Great route. Angle of Repose is an excellent descriptor for the moves on the 2nd pitch. Not many hand-holds on that pitch -- when you get a 1/4 inch edge it feels like a jug.
We did a (new?) bolted route as the approach pitch that starts at the big pine tree to the right of the 5.9 slot. Climb past 4 bolts and then traverse up and left towards the base of Angle of Repose. You can also sling a horn midway so that you can do the approach pitch with no gear.
I've climbed the 1st pitch and the dyno is slightly Sharma-esque. 5' leap to a glued on jug... total Hollywood move! good luck.... I'm very disappointed where the anchors were placed on top of the 2nd pitch. The 2-bolt anchor has DEFACED! the classic 3rd pitch of the "LEFT SIDE" route. The 3rd pitch of the "Left Side" climbs that airy traverse above the lip of the huge roof and up an awesome 5.9 crack. At the top of the 5.9 crack, used to be a heady friction move, to gain the roof above where you can get gear to continue to the top. NOW, at the top of the crack there are 2 bolts right in front of your face. Instead of leaving the crack, with a nut below your feet, and smearing moves to the roof... There has been 2 bolts thoughtlessly placed in the middle of a CLASSIC ROUTE. I know Boulder Canyon is a great place for thoughtlessly placed bolts and I should get over it BUT.......this is unacceptable! I wish people would think before they drill....

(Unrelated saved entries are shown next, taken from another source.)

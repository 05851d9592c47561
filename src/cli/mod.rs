//! Command-line interface: run jobs, serve a model, inspect the registry

use std::path::PathBuf;
use std::sync::Arc;
use std::time::Instant;

use clap::{Parser, Subcommand};
use colored::*;

use crate::config::Settings;
use crate::jobs::{Job, JobConfig, JobReport};
use crate::registry::{Loader, LoaderKind, ModelRegistry, uri_for_model_alias};
use crate::jobs::promotion::CHAMPION;
use crate::serving::AppState;
use crate::tracking::TrackingService;

fn dim(s: &str) -> ColoredString { s.truecolor(100, 100, 100) }
fn accent(s: &str) -> ColoredString { s.truecolor(120, 170, 255) }
fn muted(s: &str) -> ColoredString { s.truecolor(140, 140, 140) }
fn ok(s: &str) -> ColoredString { s.truecolor(100, 210, 120) }

fn step_ok(msg: &str) {
    println!("  {} {}", ok("✓"), msg);
}

fn step_run(msg: &str) {
    println!("  {} {}", accent("›"), msg);
}

fn section(title: &str) {
    println!();
    println!("  {}", title.white().bold());
    println!("  {}", dim(&"─".repeat(56)));
}

fn kv(key: &str, val: &str) {
    println!("  {:<18} {}", muted(key), val.white());
}

#[derive(Parser)]
#[command(name = "modelops")]
#[command(version = env!("CARGO_PKG_VERSION"))]
#[command(about = "Train, evaluate, register and serve chat models")]
#[command(long_about = None)]
pub struct Cli {
    #[command(subcommand)]
    pub command: Commands,
}

#[derive(Subcommand)]
pub enum Commands {
    /// Run the job described by one or more JSON config files
    Run {
        /// Config files, deep-merged in order
        files: Vec<PathBuf>,

        /// Inline JSON merged after the files
        #[arg(short, long)]
        extra: Option<String>,
    },

    /// Serve a registered model over HTTP
    Serve {
        /// Model URI; defaults to the Champion alias of the registry name
        #[arg(short, long)]
        uri: Option<String>,

        #[arg(long, default_value = "0.0.0.0")]
        host: String,

        #[arg(short, long, default_value = "8000")]
        port: u16,
    },

    /// List registered versions of a model
    Versions {
        /// Registered model name; defaults to REGISTRY_NAME
        name: Option<String>,
    },
}

/// Run a job config and print its report
pub fn cmd_run(files: &[PathBuf], extra: Option<&str>) -> anyhow::Result<()> {
    let config = JobConfig::load(files, extra)?;
    config.logger.start();

    let ctx = config.context(&Settings::from_env())?;
    section(&format!("{} {}", config.job.name(), dim(&format!("registry {}", ctx.settings.registry_name))));
    step_run(&format!("tracking store {}", ctx.settings.tracking_uri.display()));

    let start = Instant::now();
    let report = config.job.run(&ctx);
    let elapsed = start.elapsed();

    match report {
        Ok(report) => {
            print_report(&report);
            step_ok(&format!("finished in {:.2?}", elapsed));
            println!();
            println!("{}", serde_json::to_string_pretty(&report)?);
            Ok(())
        }
        Err(e) => {
            println!("  {} {}", "✗".red(), e.to_string().red());
            Err(e.into())
        }
    }
}

fn print_report(report: &JobReport) {
    match report {
        JobReport::TrainingJob(r) => {
            kv("Run", &r.run_id);
            kv("Model URI", &r.model_uri);
            kv("Version", &r.version.to_string());
            for (name, score) in &r.metrics {
                kv(name, &format!("{:.4}", score));
            }
            if r.fallback {
                println!("  {}", "Saved to local fallback directory".yellow());
            }
        }
        JobReport::TuningJob(r) => {
            kv("Run", &r.run_id);
            kv("Candidates", &r.candidates.len().to_string());
            kv("Best score", &format!("{:.4}", r.best_score));
        }
        JobReport::PromotionJob(r) => {
            kv("Alias", &format!("{}@{}", r.name, r.alias));
            kv("Version", &r.version.to_string());
        }
        JobReport::EvaluationsJob(r) => {
            kv("Model URI", &r.model_uri);
            for result in &r.evaluation.results {
                let status = match result.passed {
                    Some(true) => ok("pass"),
                    Some(false) => "fail".red(),
                    None => dim("-"),
                };
                println!("  {:<18} {} {}", muted(&result.name), format!("{:.4}", result.score).white(), status);
            }
        }
        JobReport::ExplanationsJob(r) => {
            kv("Model URI", &r.model_uri);
            kv("Features", &r.features.to_string());
            kv("Samples", &r.samples.to_string());
        }
        JobReport::InferenceJob(r) => {
            kv("Model URI", &r.model_uri);
            kv("Rows", &r.rows.to_string());
        }
    }
}

/// Load the model to serve
///
/// Must run outside the async runtime: HTTP backends hold a blocking client.
pub fn load_serving_state(uri: Option<&str>) -> anyhow::Result<Arc<AppState>> {
    let settings = Settings::from_env();
    let uri = uri
        .map(String::from)
        .unwrap_or_else(|| uri_for_model_alias(&settings.registry_name, CHAMPION));
    let tracking = TrackingService::new(settings)?;
    let store = tracking.store();

    step_run(&format!("loading {}", uri));
    let adapter = LoaderKind::default().load(&uri, store, store)?;
    step_ok(&format!("loaded {} from run {}", adapter.metadata().kind, adapter.metadata().run_id));
    Ok(Arc::new(AppState::new(Arc::new(adapter), uri)))
}

/// Print the versions of a registered model
pub fn cmd_versions(name: Option<&str>) -> anyhow::Result<()> {
    let settings = Settings::from_env();
    let name = name.map(String::from).unwrap_or_else(|| settings.registry_name.clone());
    let tracking = TrackingService::new(settings)?;
    let versions = tracking.store().list_versions(&name)?;

    section(&format!("{} {}", name, dim(&format!("{} versions", versions.len()))));
    println!(
        "  {:<8} {:<12} {:<20} {}",
        muted("Version"),
        muted("Stage"),
        muted("Aliases"),
        muted("URI")
    );
    for v in &versions {
        println!(
            "  {:<8} {:<12} {:<20} {}",
            v.version.to_string().white().bold(),
            format!("{:?}", v.stage),
            v.aliases.join(","),
            dim(&v.model_uri)
        );
    }
    println!();
    Ok(())
}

I agree with Drew's comments. We'd been challenged by the classic Left Side, with its devious moves and relatively sparse pro, when all of a sudden I ran into bolts, so close I could clip them from the crack feature I was working my way up, around the middle of the 3rd pitch. Very weak to have a bolted sport route force its way right into a tricky section of a good trad route. Not only these two bolts next to the crack but also the anchor bolts, which totally change the character of that part of Left Side. Disappointing.